I was drunk at the time, but if I’d been sober I would have been shouting at my screen even louder. WHAT THE FUCK?
I mean that’s demonstrably not true … has anyone in the writer’s room ever heard of Gandhi? He’s kind of famous?
Or Lech Walensa? Or Vaclav Havel? And how countries like Poland and Czechoslovakia had peaceful revolutions in order to leave the Soviet Union? Anybody remember that? It wasn’t so long ago …
… Latvia, Lithuania, Ukraine, East fucking Germany … the list goes on …
This is a show in which people resolve their differences through violence telling a bald faced lie to justify the idea that violence is the only answer. This lie is neither accidental nor incidental: it’s what the show, as an aesthetic universe, has to believe about itself. There’s no other way. Nothing else works.

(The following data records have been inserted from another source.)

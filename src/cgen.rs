//! Assembly of the generator-import layer (`*.cgen.yml`) handed back
//! to the pack-based build.
//!
//! The layer collects what the CubeMX run produced (defines, include
//! paths, generated sources, third-party IP files, discovered startup
//! and system files) after filtering out everything the pack layer
//! already provides on its own.

use std::fs;
use std::path::Path;

use serde::Serialize;

use crate::cbuild::{self, BuildParameters};
use crate::error::{Error, Result};
use crate::mxproject::Mxproject;
use crate::util::{is_c_identifier, to_slash};

/// Path fragments owned by the pack layer; files and include paths
/// containing one of them must not be duplicated into the layer.
const PATH_FILTERS: [&str; 3] = ["system_", "Templates", "CMSIS/Include"];

#[derive(Debug, Serialize, Default)]
pub struct Cgen {
    #[serde(rename = "generator-import")]
    pub generator_import: GeneratorImport,
}

#[derive(Debug, Serialize, Default)]
pub struct GeneratorImport {
    #[serde(rename = "for-board", skip_serializing_if = "Option::is_none")]
    pub for_board: Option<String>,
    #[serde(rename = "for-device", skip_serializing_if = "Option::is_none")]
    pub for_device: Option<String>,
    #[serde(skip_serializing_if = "Vec::is_empty")]
    pub packs: Vec<CgenPack>,
    #[serde(skip_serializing_if = "Vec::is_empty")]
    pub define: Vec<String>,
    #[serde(rename = "add-path", skip_serializing_if = "Vec::is_empty")]
    pub add_path: Vec<String>,
    #[serde(skip_serializing_if = "Vec::is_empty")]
    pub groups: Vec<CgenGroup>,
}

#[derive(Debug, Serialize, Default)]
pub struct CgenPack {
    pub pack: String,
}

#[derive(Debug, Serialize, Default)]
pub struct CgenGroup {
    pub group: String,
    #[serde(skip_serializing_if = "Vec::is_empty")]
    pub files: Vec<CgenFile>,
}

#[derive(Debug, Serialize, Default)]
pub struct CgenFile {
    pub file: String,
}

/// Files found by the toolchain resolver, already stringified.
#[derive(Debug, Default)]
pub struct DiscoveredFiles {
    pub startup_files: Vec<String>,
    pub system_file: Option<String>,
}

fn keep_path(path: &str) -> bool {
    let normalized = to_slash(path);
    !PATH_FILTERS.iter().any(|f| normalized.contains(f))
}

fn files(paths: impl IntoIterator<Item = String>) -> Vec<CgenFile> {
    paths.into_iter().map(|file| CgenFile { file }).collect()
}

/// Build the layer for one subsystem.
pub fn assemble(
    params: &BuildParameters,
    mxproject: &Mxproject,
    discovered: &DiscoveredFiles,
) -> Cgen {
    let used = &mxproject.previous_used_files;

    let define: Vec<String> = used
        .c_defines
        .iter()
        .filter(|d| is_c_identifier(d))
        .cloned()
        .collect();

    let add_path: Vec<String> = used
        .header_paths
        .iter()
        .filter(|p| keep_path(p))
        .cloned()
        .collect();

    let mut cubemx_files: Vec<String> = used
        .source_files
        .iter()
        .filter(|f| keep_path(f))
        .cloned()
        .collect();
    cubemx_files.extend(discovered.startup_files.iter().cloned());
    cubemx_files.extend(discovered.system_file.iter().cloned());

    let mut groups = vec![CgenGroup {
        group: "CubeMX".to_string(),
        files: files(cubemx_files),
    }];
    for ip in &mxproject.third_party_ips {
        let mut ip_files: Vec<String> = Vec::new();
        for file in ip
            .include_files
            .iter()
            .chain(&ip.source_files)
            .chain(&ip.source_asm_files)
        {
            if !ip_files.contains(file) {
                ip_files.push(file.clone());
            }
        }
        groups.push(CgenGroup {
            group: ip.name.clone(),
            files: files(ip_files),
        });
    }
    // A non-secure part links against the secure sibling's gateway
    // import library.
    if let Some(secure) = &params.paired_secure_part {
        groups.push(CgenGroup {
            group: "CMSE Library".to_string(),
            files: vec![CgenFile {
                file: format!("$cmse-lib({secure})$"),
            }],
        });
    }

    Cgen {
        generator_import: GeneratorImport {
            for_board: params
                .board
                .as_deref()
                .map(|b| cbuild::unqualified(b).to_string()),
            for_device: Some(cbuild::unqualified(&params.device).to_string()),
            packs: params
                .packs
                .iter()
                .map(|p| CgenPack { pack: p.clone() })
                .collect(),
            define,
            add_path,
            groups,
        },
    }
}

/// Serialize the layer to `STM32CubeMX.cgen.yml` under `dir`.
pub fn write_file(dir: &Path, cgen: &Cgen) -> Result<std::path::PathBuf> {
    let path = dir.join("STM32CubeMX.cgen.yml");
    let text = serde_yaml::to_string(cgen).map_err(|e| Error::malformed(&path, e.to_string()))?;
    fs::write(&path, text).map_err(|e| Error::io(&path, e))?;
    log::info!("generated {}", path.display());
    Ok(path)
}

Implicit to the assumption that the best way to improve a city, a state, or a country, is to don a mask and engage in vigilante justice, is the belief that problem solving comes down to determination and violence. Heroes are required to do what the people cannot do for themselves, and never consented to, because they are weak.

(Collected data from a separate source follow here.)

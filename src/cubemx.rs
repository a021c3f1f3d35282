//! Pipeline orchestration: one pass per declared subsystem, from build
//! description to generated `MX_Device.h` and `*.cgen.yml`.
//!
//! The vendor GUI is an interactive subprocess; the bridge blocks
//! until it exits, then consumes whatever it wrote to disk.

use std::env;
use std::fs;
use std::path::{Path, PathBuf};
use std::process::Command;

use crate::cbuild::{self, BuildParameters};
use crate::cgen::{self, DiscoveredFiles};
use crate::context;
use crate::error::{Error, Result};
use crate::extract;
use crate::ini::Document;
use crate::ioc::Ioc;
use crate::mx_device;
use crate::mxproject::Mxproject;
use crate::toolchain::{self, Compiler};
use crate::util::{quoted, signal, to_slash};

const CUBE_ENV_VAR: &str = "STM32CubeMX_PATH";
const CUBE_FOLDER: &str = "STM32CubeMX";
const CUBE_IOC: &str = "STM32CubeMX.ioc";

/// What the GUI is started on.
enum LaunchMode<'a> {
    /// Open an existing `.ioc` project.
    Project(&'a Path),
    /// Run a freshly written `project.script` via `-s`.
    Script(&'a Path),
}

fn cubemx_root() -> Result<PathBuf> {
    env::var(CUBE_ENV_VAR).map(PathBuf::from).map_err(|_| {
        Error::VendorLaunchFailed(format!("environment variable {CUBE_ENV_VAR} not set"))
    })
}

fn launch(mode: LaunchMode<'_>) -> Result<()> {
    let root = cubemx_root()?;
    let (java, jar) = if cfg!(windows) {
        (root.join("jre/bin/java.exe"), root.join("STM32CubeMX.exe"))
    } else {
        (root.join("jre/bin/java"), root.join("STM32CubeMX"))
    };

    let mut cmd = Command::new(&java);
    cmd.arg("-jar").arg(&jar);
    match mode {
        LaunchMode::Project(ioc) => {
            cmd.arg(ioc);
        }
        LaunchMode::Script(script) => {
            cmd.arg("-s").arg(script);
        }
    }

    log::info!("launching STM32CubeMX...");
    let status = cmd
        .status()
        .map_err(|e| Error::VendorLaunchFailed(format!("{}: {e}", java.display())))?;
    if !status.success() {
        return Err(Error::VendorLaunchFailed(format!("GUI exited with {status}")));
    }
    Ok(())
}

/// Open the GUI on an existing project, without running the pipeline.
///
/// Accepts either the `.ioc` itself or the `.mxproject` next to it.
pub fn launch_project(input: &Path) -> Result<()> {
    let ioc = if input.extension().is_some_and(|e| e == "ioc") {
        input.to_path_buf()
    } else {
        input.with_file_name(CUBE_IOC)
    };
    if !ioc.is_file() {
        return Err(Error::InputMissing { path: ioc });
    }
    launch(LaunchMode::Project(&ioc))
}

/// Dump the parsed model of a single input file. Debug aid.
pub fn read_input(input: &Path) -> Result<()> {
    if input.extension().is_some_and(|e| e == "ioc") {
        let ioc = Ioc::load(input)?;
        println!("{ioc:#?}");
    } else {
        let doc = Document::load(input)?;
        println!("{doc:#?}");
    }
    Ok(())
}

fn write_project_script(
    workdir: &Path,
    params: &BuildParameters,
    compiler: Compiler,
) -> Result<PathBuf> {
    let path = workdir.join("project.script");
    log::info!("writing CubeMX project script {}", path.display());

    let mut text = String::new();
    match &params.board {
        Some(board) => {
            text.push_str(&format!("loadboard {} allmodes\n", cbuild::unqualified(board)));
        }
        None => {
            text.push_str(&format!("load {}\n", cbuild::device_for_gui(&params.device)));
        }
    }
    text.push_str("project name STM32CubeMX\n");
    text.push_str(&format!(
        "project toolchain {}\n",
        quoted(compiler.project_toolchain())
    ));
    text.push_str(&format!(
        "project path {}\n",
        quoted(&to_slash(&workdir.to_string_lossy()))
    ));
    text.push_str(&format!("SetCopyLibrary {}\n", quoted("copy only")));

    fs::write(&path, text).map_err(|e| Error::io(&path, e))?;
    Ok(path)
}

/// Read a generated C file, degrading to empty content when absent.
/// The extractor then simply finds no regions in it.
fn read_optional(path: &Path) -> String {
    match fs::read_to_string(path) {
        Ok(text) => text,
        Err(e) => {
            log::warn!("cannot read {}, continuing without it: {e}", path.display());
            String::new()
        }
    }
}

/// Paths for the generator layer, relative to `base` where possible.
fn relative_strings(paths: &[PathBuf], base: &Path) -> Vec<String> {
    paths
        .iter()
        .map(|p| {
            let p = p.strip_prefix(base).unwrap_or(p);
            to_slash(&p.to_string_lossy())
        })
        .collect()
}

/// Read the `.mxproject` beside the `.ioc`. Manifest sections are
/// prefixed with the cube context name (`CortexM33S:PreviousGenFiles`),
/// not the output folder name.
fn read_manifest(cube_dir: &Path, params: &BuildParameters) -> Result<Mxproject> {
    Mxproject::read(
        &cube_dir.join(".mxproject"),
        &params.compiler,
        &params.cube_context,
    )
}

fn run_subsystem(params: &BuildParameters) -> Result<()> {
    let compiler: Compiler = params.compiler.parse()?;
    log::info!(
        "processing {} ({}, {compiler})",
        params.project_name,
        cbuild::unqualified(&params.device)
    );

    let workdir = Path::new(&params.output_dir);
    let cube_dir = if workdir.file_name().is_some_and(|n| n == CUBE_FOLDER) {
        workdir.to_path_buf()
    } else {
        workdir.join(CUBE_FOLDER)
    };
    fs::create_dir_all(&cube_dir).map_err(|e| Error::io(&cube_dir, e))?;

    let ioc_path = cube_dir.join(CUBE_IOC);
    if ioc_path.is_file() {
        launch(LaunchMode::Project(&ioc_path))?;
    } else {
        let script = write_project_script(workdir, params, compiler)?;
        launch(LaunchMode::Script(&script))?;
    }

    let ioc = Ioc::load(&ioc_path)?;
    let family = extract::device_family(&ioc)?;
    let main_location = ioc
        .get("ProjectManager", "MainLocation")
        .ok_or_else(|| Error::malformed(&ioc_path, "missing ProjectManager.MainLocation"))?;

    let ctx_folder = params.cube_context_folder.as_str();
    let mut src_dir = cube_dir.clone();
    if !ctx_folder.is_empty() {
        src_dir = src_dir.join(ctx_folder);
    }
    src_dir = src_dir.join(main_location);

    let main_c = read_optional(&src_dir.join("main.c"));
    let msp = read_optional(&src_dir.join(format!("{family}xx_hal_msp.c")));

    let cube_context = (!params.cube_context.is_empty()).then_some(params.cube_context.as_str());
    let peripherals = extract::extract(&ioc, &main_c, &msp, cube_context)?;

    let mut mx_dir = workdir.join("MX_Device");
    if !ctx_folder.is_empty() {
        mx_dir = mx_dir.join(ctx_folder);
    }
    mx_device::write_file(&mx_dir, &peripherals)?;

    let mxproject = read_manifest(&cube_dir, params)?;

    let startup = toolchain::find_startup_files(&cube_dir, compiler, ctx_folder);
    let system = toolchain::find_system_file(&cube_dir, ctx_folder);
    for script in toolchain::find_linker_scripts(&cube_dir, compiler, ctx_folder) {
        log::debug!("linker script: {}", script.display());
    }
    let discovered = DiscoveredFiles {
        startup_files: relative_strings(&startup, workdir),
        system_file: system
            .as_deref()
            .map(|p| relative_strings(&[p.to_path_buf()], workdir).remove(0)),
    };

    let layer = cgen::assemble(params, &mxproject, &discovered);
    cgen::write_file(workdir, &layer)?;
    Ok(())
}

/// Drive the full pipeline for every subsystem the build description
/// declares.
///
/// An unknown compiler or an unresolvable context stops the run; any
/// other per-subsystem failure is reported and the remaining
/// subsystems are still attempted. A `SIGINT` between subsystems stops
/// cleanly.
pub fn process(cbuild_yml: &Path) -> Result<()> {
    let mut subsystems = cbuild::read_idx(cbuild_yml)?;
    context::resolve(&mut subsystems)?;

    let mut first_failure: Option<Error> = None;
    for subsystem in &subsystems {
        if signal::should_abort() {
            log::warn!("abort requested, skipping remaining subsystems");
            break;
        }
        match run_subsystem(subsystem) {
            Ok(()) => {}
            Err(e @ (Error::UnknownCompiler(_) | Error::ContextUnresolved(_))) => {
                return Err(e);
            }
            Err(e) => {
                log::error!("subsystem {} failed: {e}", subsystem.project_name);
                first_failure.get_or_insert(e);
            }
        }
    }
    match first_failure {
        Some(e) => Err(e),
        None => Ok(()),
    }
}

#[cfg(test)]
mod tests {
    use super::*;
    use crate::cbuild::ProjectType;

    fn params(dir: &Path) -> BuildParameters {
        BuildParameters {
            board: Some("STMicroelectronics::NUCLEO-F746ZG".to_string()),
            device: "STMicroelectronics::STM32F746ZGTx".to_string(),
            project_name: "blinky".to_string(),
            project_type: ProjectType::SingleCore,
            compiler: "AC6".to_string(),
            output_dir: dir.to_string_lossy().into_owned(),
            ..Default::default()
        }
    }

    #[test]
    fn project_script_content() {
        let tmp = tempfile::tempdir().unwrap();
        let path = write_project_script(tmp.path(), &params(tmp.path()), Compiler::Ac6).unwrap();
        let text = std::fs::read_to_string(path).unwrap();
        let lines: Vec<&str> = text.lines().collect();
        assert_eq!(lines[0], "loadboard NUCLEO-F746ZG allmodes");
        assert_eq!(lines[1], "project name STM32CubeMX");
        assert_eq!(lines[2], "project toolchain \"MDK-ARM V5\"");
        assert!(lines[3].starts_with("project path \""));
        assert_eq!(lines[4], "SetCopyLibrary \"copy only\"");
    }

    #[test]
    fn script_loads_device_without_board() {
        let tmp = tempfile::tempdir().unwrap();
        let mut p = params(tmp.path());
        p.board = None;
        p.device = "ST::STM32H745BGTx:CM7".to_string();
        let path = write_project_script(tmp.path(), &p, Compiler::Gcc).unwrap();
        let text = std::fs::read_to_string(path).unwrap();
        assert!(text.starts_with("load STM32H745BGTx\n"));
        assert!(text.contains("project toolchain \"STM32CubeIDE\"\n"));
    }

    #[test]
    fn launch_without_install_root_fails() {
        std::env::remove_var(CUBE_ENV_VAR);
        assert!(matches!(
            launch(LaunchMode::Project(Path::new("x.ioc"))),
            Err(Error::VendorLaunchFailed(_))
        ));
    }

    #[test]
    fn launch_project_requires_existing_ioc() {
        let tmp = tempfile::tempdir().unwrap();
        let mxproject = tmp.path().join(".mxproject");
        std::fs::write(&mxproject, "").unwrap();
        assert!(matches!(
            launch_project(&mxproject),
            Err(Error::InputMissing { .. })
        ));
    }

    #[test]
    fn manifest_sections_keyed_by_cube_context() {
        let tmp = tempfile::tempdir().unwrap();
        std::fs::write(
            tmp.path().join(".mxproject"),
            "[CortexM33S:PreviousUsedKeilFiles]\nSourceFiles=..\\Src\\main.c\nCDefines=STM32U585xx\n",
        )
        .unwrap();
        let mut p = params(tmp.path());
        p.cube_context = "CortexM33S".to_string();
        p.cube_context_folder = "Secure".to_string();

        let mx = read_manifest(tmp.path(), &p).unwrap();
        assert_eq!(mx.previous_used_files.source_files, vec!["../Src/main.c"]);
        assert_eq!(mx.previous_used_files.c_defines, vec!["STM32U585xx"]);
    }

    #[test]
    fn relative_paths_for_layer() {
        let base = Path::new("/out");
        let paths = vec![
            PathBuf::from("/out/STM32CubeMX/MDK-ARM/startup_stm32f746xx.s"),
            PathBuf::from("/elsewhere/file.c"),
        ];
        assert_eq!(
            relative_strings(&paths, base),
            vec![
                "STM32CubeMX/MDK-ARM/startup_stm32f746xx.s",
                "/elsewhere/file.c"
            ]
        );
    }
}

However egalitarian it is on the front end, it is fascist at the back.
I’m not saying that it isn’t possible to split the difference – to emphasize the good and not the bad, to keep the genre’s inherent fascism in check. Of course it is. The new Ms. Marvel, the comic that Ampikaipakan and so many others rave about, is apparently doing a great job keeping that message clear. Kieron Gillan’s “Kid Loki” series was also exceptionally good at beautifully negating the genre’s potential for fascism and replacing it with something better. Spider-Man is probably the all-time champion of this: not only was Peter Parker a social outcast at school and a struggling freelancer at work, but it is from his origins that we are reminded that “With great power comes great responsibility.”
Or at least, Spider-Man was the all time champion at fighting superheroes’ innate fascism. This past year Marvel rebooted him as a world-famous tech tycoon. He’s rich, famous, handsome, super-powered … a real ubermench, that Peter Parker.
He may still sympathize with the little people, but he’s not one of us anymore. He’s much too good for us. He had to be elevated. A character whose tagline was once “Your friendly neighborhood Spider-Man” literally no longer lives in the neighborhood. He doesn’t hobnob with the people he saves.
And thus, though he may be an unbermensch, his heroics have far less to offer us than those of struggling religious minority Kamala Khan. Comics work when ordinary people are given a chance to be heroes – not when they’re separating themselves from the riff far.